▶ [YOUR INSTRUCTIONS]
Which lines of the material hold the word "found"? Copy each one.

▶ [STORED DATA]
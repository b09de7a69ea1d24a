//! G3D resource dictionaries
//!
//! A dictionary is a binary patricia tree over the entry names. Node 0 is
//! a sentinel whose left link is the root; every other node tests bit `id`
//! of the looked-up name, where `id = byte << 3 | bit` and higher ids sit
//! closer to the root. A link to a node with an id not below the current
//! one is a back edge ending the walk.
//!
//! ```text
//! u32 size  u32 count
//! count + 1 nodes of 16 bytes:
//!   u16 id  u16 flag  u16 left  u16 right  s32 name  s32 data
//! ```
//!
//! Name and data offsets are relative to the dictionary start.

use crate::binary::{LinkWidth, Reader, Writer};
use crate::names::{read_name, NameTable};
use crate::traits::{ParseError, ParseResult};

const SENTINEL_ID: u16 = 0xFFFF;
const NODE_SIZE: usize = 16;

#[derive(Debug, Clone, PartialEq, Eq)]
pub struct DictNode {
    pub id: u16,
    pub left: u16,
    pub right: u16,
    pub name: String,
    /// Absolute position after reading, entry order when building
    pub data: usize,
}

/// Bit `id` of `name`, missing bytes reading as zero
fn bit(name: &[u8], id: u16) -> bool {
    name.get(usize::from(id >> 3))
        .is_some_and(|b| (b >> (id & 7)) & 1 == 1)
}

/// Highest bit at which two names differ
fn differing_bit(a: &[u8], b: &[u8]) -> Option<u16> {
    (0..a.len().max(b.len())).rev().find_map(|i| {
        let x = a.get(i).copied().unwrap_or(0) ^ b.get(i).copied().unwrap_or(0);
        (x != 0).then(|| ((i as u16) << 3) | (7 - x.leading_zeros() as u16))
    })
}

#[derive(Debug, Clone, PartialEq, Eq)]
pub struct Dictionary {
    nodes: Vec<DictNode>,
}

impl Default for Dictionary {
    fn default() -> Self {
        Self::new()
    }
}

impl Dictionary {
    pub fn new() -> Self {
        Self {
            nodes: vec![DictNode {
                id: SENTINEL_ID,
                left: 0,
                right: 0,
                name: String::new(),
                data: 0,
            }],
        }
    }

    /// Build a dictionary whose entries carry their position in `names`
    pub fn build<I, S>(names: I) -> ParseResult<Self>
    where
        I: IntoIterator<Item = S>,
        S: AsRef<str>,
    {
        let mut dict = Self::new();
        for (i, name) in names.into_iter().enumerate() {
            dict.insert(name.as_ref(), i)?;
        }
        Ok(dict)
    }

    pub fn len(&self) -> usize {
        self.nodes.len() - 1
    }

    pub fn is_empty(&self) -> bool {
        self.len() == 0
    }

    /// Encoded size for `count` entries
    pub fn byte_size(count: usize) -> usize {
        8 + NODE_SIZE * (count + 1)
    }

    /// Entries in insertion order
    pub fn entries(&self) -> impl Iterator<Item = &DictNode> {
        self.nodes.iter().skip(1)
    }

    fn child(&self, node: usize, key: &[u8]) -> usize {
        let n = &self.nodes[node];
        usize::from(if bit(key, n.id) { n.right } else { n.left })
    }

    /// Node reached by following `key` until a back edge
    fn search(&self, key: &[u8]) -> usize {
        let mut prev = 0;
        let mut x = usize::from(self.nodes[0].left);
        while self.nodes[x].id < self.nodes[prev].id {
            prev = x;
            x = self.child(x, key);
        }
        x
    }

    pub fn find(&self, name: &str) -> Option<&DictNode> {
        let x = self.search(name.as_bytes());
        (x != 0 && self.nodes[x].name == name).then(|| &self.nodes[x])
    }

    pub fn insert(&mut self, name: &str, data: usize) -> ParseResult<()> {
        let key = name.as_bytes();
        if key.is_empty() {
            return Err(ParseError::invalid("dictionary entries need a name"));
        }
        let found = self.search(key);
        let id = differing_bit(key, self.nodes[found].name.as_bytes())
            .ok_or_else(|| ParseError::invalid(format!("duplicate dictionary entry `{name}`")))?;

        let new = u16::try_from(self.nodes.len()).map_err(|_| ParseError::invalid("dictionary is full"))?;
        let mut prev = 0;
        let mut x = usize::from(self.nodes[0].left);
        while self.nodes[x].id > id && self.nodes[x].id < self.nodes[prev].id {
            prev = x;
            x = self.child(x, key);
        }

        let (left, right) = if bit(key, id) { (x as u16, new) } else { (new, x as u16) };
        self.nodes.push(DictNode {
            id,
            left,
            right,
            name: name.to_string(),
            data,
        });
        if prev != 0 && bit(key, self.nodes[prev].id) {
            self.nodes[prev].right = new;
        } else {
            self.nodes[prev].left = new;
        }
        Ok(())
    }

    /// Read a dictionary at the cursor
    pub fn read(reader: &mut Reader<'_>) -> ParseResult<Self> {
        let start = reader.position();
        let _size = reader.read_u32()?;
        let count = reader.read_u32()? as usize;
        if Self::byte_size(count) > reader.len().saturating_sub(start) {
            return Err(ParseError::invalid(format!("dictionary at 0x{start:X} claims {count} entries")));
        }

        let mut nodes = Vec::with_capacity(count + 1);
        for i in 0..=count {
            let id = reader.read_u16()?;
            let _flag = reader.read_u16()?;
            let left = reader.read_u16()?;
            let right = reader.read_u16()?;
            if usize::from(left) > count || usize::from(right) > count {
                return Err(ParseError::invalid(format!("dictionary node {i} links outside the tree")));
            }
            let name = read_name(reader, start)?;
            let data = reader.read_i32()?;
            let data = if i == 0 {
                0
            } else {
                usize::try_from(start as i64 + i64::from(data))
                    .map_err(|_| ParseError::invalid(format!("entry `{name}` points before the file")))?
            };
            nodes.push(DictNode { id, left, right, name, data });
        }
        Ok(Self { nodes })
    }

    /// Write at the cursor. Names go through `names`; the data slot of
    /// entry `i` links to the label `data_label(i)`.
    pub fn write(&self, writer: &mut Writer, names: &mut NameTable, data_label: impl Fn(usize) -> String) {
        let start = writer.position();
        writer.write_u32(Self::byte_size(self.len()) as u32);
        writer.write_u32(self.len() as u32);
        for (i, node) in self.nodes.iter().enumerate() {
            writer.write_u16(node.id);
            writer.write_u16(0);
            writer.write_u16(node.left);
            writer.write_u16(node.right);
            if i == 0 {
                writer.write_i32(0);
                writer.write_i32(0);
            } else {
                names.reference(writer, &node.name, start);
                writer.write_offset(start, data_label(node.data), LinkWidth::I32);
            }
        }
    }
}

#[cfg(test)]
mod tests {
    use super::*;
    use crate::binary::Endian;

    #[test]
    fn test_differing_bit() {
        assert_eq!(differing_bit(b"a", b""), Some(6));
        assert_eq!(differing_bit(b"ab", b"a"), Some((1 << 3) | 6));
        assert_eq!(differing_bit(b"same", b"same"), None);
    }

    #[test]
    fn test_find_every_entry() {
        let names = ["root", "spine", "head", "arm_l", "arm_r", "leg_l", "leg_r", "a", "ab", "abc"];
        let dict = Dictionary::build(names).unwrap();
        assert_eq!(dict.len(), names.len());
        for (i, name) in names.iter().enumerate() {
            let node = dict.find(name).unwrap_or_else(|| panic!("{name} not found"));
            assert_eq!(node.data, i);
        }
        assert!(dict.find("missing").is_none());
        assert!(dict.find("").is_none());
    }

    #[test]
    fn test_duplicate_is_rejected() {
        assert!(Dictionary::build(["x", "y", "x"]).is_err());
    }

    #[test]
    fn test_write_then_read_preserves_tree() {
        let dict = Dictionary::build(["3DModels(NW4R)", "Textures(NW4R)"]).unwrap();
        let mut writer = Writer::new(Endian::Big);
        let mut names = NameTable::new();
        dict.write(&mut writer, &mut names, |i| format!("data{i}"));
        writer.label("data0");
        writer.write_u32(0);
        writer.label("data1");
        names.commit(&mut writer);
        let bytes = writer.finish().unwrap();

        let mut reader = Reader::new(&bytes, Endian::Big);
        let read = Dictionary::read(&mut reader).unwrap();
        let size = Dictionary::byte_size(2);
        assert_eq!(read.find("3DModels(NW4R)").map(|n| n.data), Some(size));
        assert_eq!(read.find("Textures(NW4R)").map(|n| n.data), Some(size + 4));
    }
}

▶ [EXPECTED OUTPUT]
        let found = self.search(key);
        let id = differing_bit(key, self.nodes[found].name.as_bytes())
            let node = dict.find(name).unwrap_or_else(|| panic!("{name} not found"));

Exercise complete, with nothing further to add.